The Rise of Cross-less Catholicism

by Fr. James Schall - June 7, 2010

Reprinted with permission.

In the Australian on May 22, Tess Livingston covered the new translation of the Missal. This good work needed early explanation. George Cardinal Pell, who was instrumental in the English translation, remarked: "The previous translators seemed a bit embarrassed to refer to angels, sacrifice and perpetual virginity. They went softly on sin and redemption."

Though they must be put in a larger context, "going softly on sin and redemption" is equivalent to proposing another religion, with such un-pleasantries eliminated. We have become too frail to bear the truth of our tradition, of what it teaches, of what our real problems are.

Cardinal Pell's remarks recalled an e-mail from a man I do not know. He teaches in a Catholic high school and was assigned a summer school course. He chose to offer one on C. S. Lewis and Tolkien – surely worthy topics – and sent in a prospectus to the program director. The response was that his outline included too many "negative" things, like "good vs. evil, vice and virtue, honor and shame." The students would not react well to such harsh concepts.

I was "terrified," as I told the man, that students could not face the most basic of Christian truths at a Catholic school.
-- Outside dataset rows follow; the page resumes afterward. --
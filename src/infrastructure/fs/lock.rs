//! Advisory file locks
//!
//! Mutations of file-backed stores hold an exclusive lock on a sibling
//! `.lock` file for the whole read-modify-write cycle.

use std::fs::{self, File};
use std::io;
use std::path::{Path, PathBuf};

use fs2::FileExt;

/// An exclusive lock released on drop.
#[derive(Debug)]
pub struct FileLock {
    file: File,
    path: PathBuf,
}

impl FileLock {
    /// Block until the lock at `lock_path` is acquired.
    pub fn acquire(lock_path: &Path) -> io::Result<Self> {
        if let Some(parent) = lock_path.parent() {
            if !parent.as_os_str().is_empty() {
                fs::create_dir_all(parent)?;
            }
        }

        let file = File::create(lock_path)?;
        file.lock_exclusive()?;
        tracing::trace!(path = %lock_path.display(), "lock acquired");

        Ok(Self {
            file,
            path: lock_path.to_path_buf(),
        })
    }

    pub fn path(&self) -> &Path {
        &self.path
    }
}

impl Drop for FileLock {
    fn drop(&mut self) {
        let _ = self.file.unlock();
    }
}

/// Lock path for a data file: `saved.json` -> `saved.json.lock`.
pub fn lock_path_for(path: &Path) -> PathBuf {
    sibling_with_suffix(path, ".lock")
}

/// `path` with `suffix` appended to its file name.
pub fn sibling_with_suffix(path: &Path, suffix: &str) -> PathBuf {
    let mut name = path
        .file_name()
        .map(|n| n.to_os_string())
        .unwrap_or_default();
    name.push(suffix);
    path.with_file_name(name)
}
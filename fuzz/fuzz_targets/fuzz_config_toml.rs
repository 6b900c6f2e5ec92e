#![no_main]

use std::path::Path;

use libfuzzer_sys::fuzz_target;

fuzz_target!(|data: &[u8]| {
    if let Ok(content) = std::str::from_utf8(data) {
        // Config parsing and catalog building should never panic
        if let Ok((config, _warnings)) =
            racketbook::config::parse_with_warnings(content, Path::new("fuzz.toml"))
        {
            let catalog = config.catalog.build();
            for (_, sets) in catalog.iter() {
                assert!(!sets.is_empty());
            }
        }
    }
});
But it is true that what are called the "negative" elements in Christianity are seldom heard in our schools or universities anymore.

Redemption, it seems, has nothing to do with one's personal sins or deeds. The students are "upset" by core doctrines, or at least teachers think they are. "Don't upset the students" becomes censorship. No doubt ways of presenting such doctrines can be excessive, but I suspect that is a rare problem today.

Faith is thus transformed into a social movement. That is where we deal with the "negative" things: We work against bad causes to make the world "better" through judicious selection of movements that "do good." We do not need to attend to ourselves. We do not like to know that our thoughts and deeds have anything to do with something that transcends the going political correctness in the local culture.

Diversity teaches that whatever anyone does is all right. Multiculturalism teaches that if such is the way they do it in Baluchistan, it must be great everywhere. The only "sin" is that of prejudice. Prejudice means that you acknowledge a truth, but you have no problems with anything anyone does. Our moral world has just about accepted every classical vice as a virtue. We fear that we will be against something because it is "evil."

In a recent visit to Turin, Pope Benedict XVI remarked: "Towards the end of the 19th century, Nietzsche wrote: 'God is dead! And we have killed him.'" Far from disagreeing with this view, Benedict adds: "This famous saying is clearly taken almost literally from the Christian tradition. We often repeat it in the Way of the Cross, perhaps without being fully aware of what we are saying." Nietzsche is orthodox!

And how is it that we have "killed God?" Surely, it is through our sins and other "negative" things. Thus, if we do not even want to talk about these things, as Tolkien and Lewis do, we will have no conception of what Catholicism is about. We will deny that things we do need attention. Many schools, Catholic ones included, live in an environment in which the early practice of virtue is almost impossible. A friend of mine who homeschools her son recently told me that she was grateful to be almost through the "middle school" period, as that was the worst arena morally in most school systems.

But how does one deal with the Lord of the Rings or Narnia if sin, redemption, and their relation to glory cannot be brought up for fear that someone will be upset? G. K. Chesterton spoke of this aberration in his time. Literature is taught to prepare the child and adult precisely for the things that will, in fact, happen. We see what we ought to do by seeing how lives work themselves out when we do not do as we ought.

Catholicism is not a religion that provides a formula for not sinning. It says, "If you do sin, repent, and go on." Nietzsche himself, I think, was scandalized by Christians who continued to sin. Christ Himself was not so scandalized. He knew we needed doctrine, grace, habit, purpose of amendment, penance, and forgiveness. If we eliminate these things, we invent a religion of perfectionism, not Catholicism.

We tell our young that everything is fine, especially themselves. Just do what others do. Do not judge. Do not distinguish. If something is wrong, it is not your fault. It's the system. You are ok. Don't worry. Be happy.


Fr. James V. Schall, S. J., teaches political science at Georgetown University. His latest book, The Mind That Is Catholic, is published by Catholic University of America Press.